=== PROVIDED DATA ===

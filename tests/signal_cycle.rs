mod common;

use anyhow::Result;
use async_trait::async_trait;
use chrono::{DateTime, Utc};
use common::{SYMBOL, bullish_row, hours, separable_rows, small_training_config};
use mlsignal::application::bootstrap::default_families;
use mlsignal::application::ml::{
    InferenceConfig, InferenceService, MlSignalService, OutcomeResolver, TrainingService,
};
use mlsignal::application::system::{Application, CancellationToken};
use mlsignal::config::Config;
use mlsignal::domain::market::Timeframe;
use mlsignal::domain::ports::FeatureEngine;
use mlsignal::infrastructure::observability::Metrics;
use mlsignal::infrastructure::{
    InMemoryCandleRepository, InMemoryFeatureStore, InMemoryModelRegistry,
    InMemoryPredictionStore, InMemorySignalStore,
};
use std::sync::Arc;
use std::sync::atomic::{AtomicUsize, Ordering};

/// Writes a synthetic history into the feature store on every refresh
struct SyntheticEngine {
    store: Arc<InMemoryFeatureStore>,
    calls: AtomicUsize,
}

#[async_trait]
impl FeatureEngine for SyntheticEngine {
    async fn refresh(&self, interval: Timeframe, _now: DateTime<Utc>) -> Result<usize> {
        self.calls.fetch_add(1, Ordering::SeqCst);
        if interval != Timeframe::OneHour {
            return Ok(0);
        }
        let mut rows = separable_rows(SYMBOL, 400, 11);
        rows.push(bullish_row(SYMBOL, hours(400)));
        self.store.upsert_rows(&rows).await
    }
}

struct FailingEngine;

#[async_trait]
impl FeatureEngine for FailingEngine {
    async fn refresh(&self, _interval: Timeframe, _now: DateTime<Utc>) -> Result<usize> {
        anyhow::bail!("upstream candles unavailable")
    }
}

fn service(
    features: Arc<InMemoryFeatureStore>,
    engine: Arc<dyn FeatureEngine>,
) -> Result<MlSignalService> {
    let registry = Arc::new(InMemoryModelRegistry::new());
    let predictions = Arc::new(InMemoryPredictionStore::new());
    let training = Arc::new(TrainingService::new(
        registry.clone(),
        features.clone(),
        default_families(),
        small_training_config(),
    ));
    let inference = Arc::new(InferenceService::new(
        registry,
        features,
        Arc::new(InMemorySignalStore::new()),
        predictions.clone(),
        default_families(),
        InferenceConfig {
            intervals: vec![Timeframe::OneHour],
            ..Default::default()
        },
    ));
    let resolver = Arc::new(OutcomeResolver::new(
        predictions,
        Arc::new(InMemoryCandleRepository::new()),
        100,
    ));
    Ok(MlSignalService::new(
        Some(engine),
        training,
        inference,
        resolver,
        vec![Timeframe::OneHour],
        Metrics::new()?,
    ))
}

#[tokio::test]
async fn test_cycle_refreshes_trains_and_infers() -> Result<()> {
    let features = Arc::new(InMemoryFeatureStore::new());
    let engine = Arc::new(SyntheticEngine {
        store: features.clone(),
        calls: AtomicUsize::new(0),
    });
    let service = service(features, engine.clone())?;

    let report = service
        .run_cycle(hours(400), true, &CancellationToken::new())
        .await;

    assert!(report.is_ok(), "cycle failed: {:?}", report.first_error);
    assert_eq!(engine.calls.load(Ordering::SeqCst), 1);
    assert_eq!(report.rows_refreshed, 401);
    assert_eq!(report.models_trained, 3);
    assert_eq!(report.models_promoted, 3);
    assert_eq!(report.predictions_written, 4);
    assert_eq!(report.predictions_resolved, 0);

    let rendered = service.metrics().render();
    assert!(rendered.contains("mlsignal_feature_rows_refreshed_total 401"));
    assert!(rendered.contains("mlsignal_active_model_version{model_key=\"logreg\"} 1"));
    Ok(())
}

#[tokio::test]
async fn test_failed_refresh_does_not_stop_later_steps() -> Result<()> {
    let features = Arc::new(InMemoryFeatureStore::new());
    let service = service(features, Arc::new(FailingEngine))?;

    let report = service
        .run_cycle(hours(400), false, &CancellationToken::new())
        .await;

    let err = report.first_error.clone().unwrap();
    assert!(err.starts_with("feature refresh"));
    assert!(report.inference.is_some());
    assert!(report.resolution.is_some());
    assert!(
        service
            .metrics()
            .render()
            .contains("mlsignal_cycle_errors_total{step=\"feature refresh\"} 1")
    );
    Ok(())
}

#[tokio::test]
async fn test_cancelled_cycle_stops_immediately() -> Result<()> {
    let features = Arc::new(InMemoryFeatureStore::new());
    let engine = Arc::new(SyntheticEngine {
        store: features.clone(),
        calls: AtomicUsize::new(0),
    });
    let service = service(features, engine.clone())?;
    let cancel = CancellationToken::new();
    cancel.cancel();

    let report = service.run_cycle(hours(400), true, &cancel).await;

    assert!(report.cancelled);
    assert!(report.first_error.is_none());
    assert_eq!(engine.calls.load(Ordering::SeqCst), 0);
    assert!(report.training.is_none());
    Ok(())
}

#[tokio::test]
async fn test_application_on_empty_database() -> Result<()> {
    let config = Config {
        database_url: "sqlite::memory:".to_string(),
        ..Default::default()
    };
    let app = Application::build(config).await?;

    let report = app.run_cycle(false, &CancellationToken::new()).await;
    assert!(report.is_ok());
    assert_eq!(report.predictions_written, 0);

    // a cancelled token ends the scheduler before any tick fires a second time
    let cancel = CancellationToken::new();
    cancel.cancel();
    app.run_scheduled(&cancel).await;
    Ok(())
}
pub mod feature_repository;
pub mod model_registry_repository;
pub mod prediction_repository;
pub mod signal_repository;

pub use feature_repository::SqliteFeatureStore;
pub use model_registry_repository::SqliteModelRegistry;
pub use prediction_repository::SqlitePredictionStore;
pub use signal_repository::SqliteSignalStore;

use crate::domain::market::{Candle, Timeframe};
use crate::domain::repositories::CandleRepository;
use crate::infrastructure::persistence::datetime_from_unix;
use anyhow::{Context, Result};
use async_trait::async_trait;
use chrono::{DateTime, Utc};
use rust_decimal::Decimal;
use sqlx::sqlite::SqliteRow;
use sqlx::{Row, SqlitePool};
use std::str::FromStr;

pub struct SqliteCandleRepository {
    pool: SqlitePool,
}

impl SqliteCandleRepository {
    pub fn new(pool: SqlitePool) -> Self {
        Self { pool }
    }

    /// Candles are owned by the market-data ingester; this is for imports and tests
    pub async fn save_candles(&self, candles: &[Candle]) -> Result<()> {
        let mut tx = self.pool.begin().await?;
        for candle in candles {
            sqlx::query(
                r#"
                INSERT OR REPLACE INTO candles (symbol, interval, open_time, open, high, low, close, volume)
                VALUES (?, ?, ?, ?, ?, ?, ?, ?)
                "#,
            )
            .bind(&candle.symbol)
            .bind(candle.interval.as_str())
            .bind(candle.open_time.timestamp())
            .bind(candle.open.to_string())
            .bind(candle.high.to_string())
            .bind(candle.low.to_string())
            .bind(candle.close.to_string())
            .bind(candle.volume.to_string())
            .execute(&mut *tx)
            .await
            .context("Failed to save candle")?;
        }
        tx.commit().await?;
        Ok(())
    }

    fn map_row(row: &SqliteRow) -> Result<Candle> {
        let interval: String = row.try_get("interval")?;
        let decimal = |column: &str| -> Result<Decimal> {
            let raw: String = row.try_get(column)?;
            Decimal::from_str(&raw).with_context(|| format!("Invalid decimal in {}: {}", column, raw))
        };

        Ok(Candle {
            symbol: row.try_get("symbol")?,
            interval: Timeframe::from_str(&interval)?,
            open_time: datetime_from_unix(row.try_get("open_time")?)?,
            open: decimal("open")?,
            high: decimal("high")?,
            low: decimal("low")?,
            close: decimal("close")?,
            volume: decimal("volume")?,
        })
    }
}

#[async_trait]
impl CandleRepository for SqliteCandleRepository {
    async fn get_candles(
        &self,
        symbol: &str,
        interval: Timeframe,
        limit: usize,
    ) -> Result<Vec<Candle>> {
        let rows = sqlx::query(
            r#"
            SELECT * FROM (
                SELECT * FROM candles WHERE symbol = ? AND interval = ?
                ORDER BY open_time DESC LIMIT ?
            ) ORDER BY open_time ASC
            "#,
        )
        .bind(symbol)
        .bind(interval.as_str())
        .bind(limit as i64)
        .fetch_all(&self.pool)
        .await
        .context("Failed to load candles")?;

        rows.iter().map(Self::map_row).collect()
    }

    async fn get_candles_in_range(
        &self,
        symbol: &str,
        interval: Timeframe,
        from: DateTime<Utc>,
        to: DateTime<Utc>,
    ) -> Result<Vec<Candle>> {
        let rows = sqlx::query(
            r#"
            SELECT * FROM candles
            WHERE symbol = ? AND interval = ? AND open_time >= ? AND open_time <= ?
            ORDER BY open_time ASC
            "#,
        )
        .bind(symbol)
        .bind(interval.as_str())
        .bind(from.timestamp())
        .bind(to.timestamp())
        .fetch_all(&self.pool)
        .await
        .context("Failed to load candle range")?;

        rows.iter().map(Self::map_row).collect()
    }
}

=== TASK TO CARRY OUT ===
Return every line from the material that contains the word "InferenceService".

=== ANSWER SECTION ===
    InferenceConfig, InferenceService, MlSignalService, OutcomeResolver, TrainingService,
    let inference = Arc::new(InferenceService::new(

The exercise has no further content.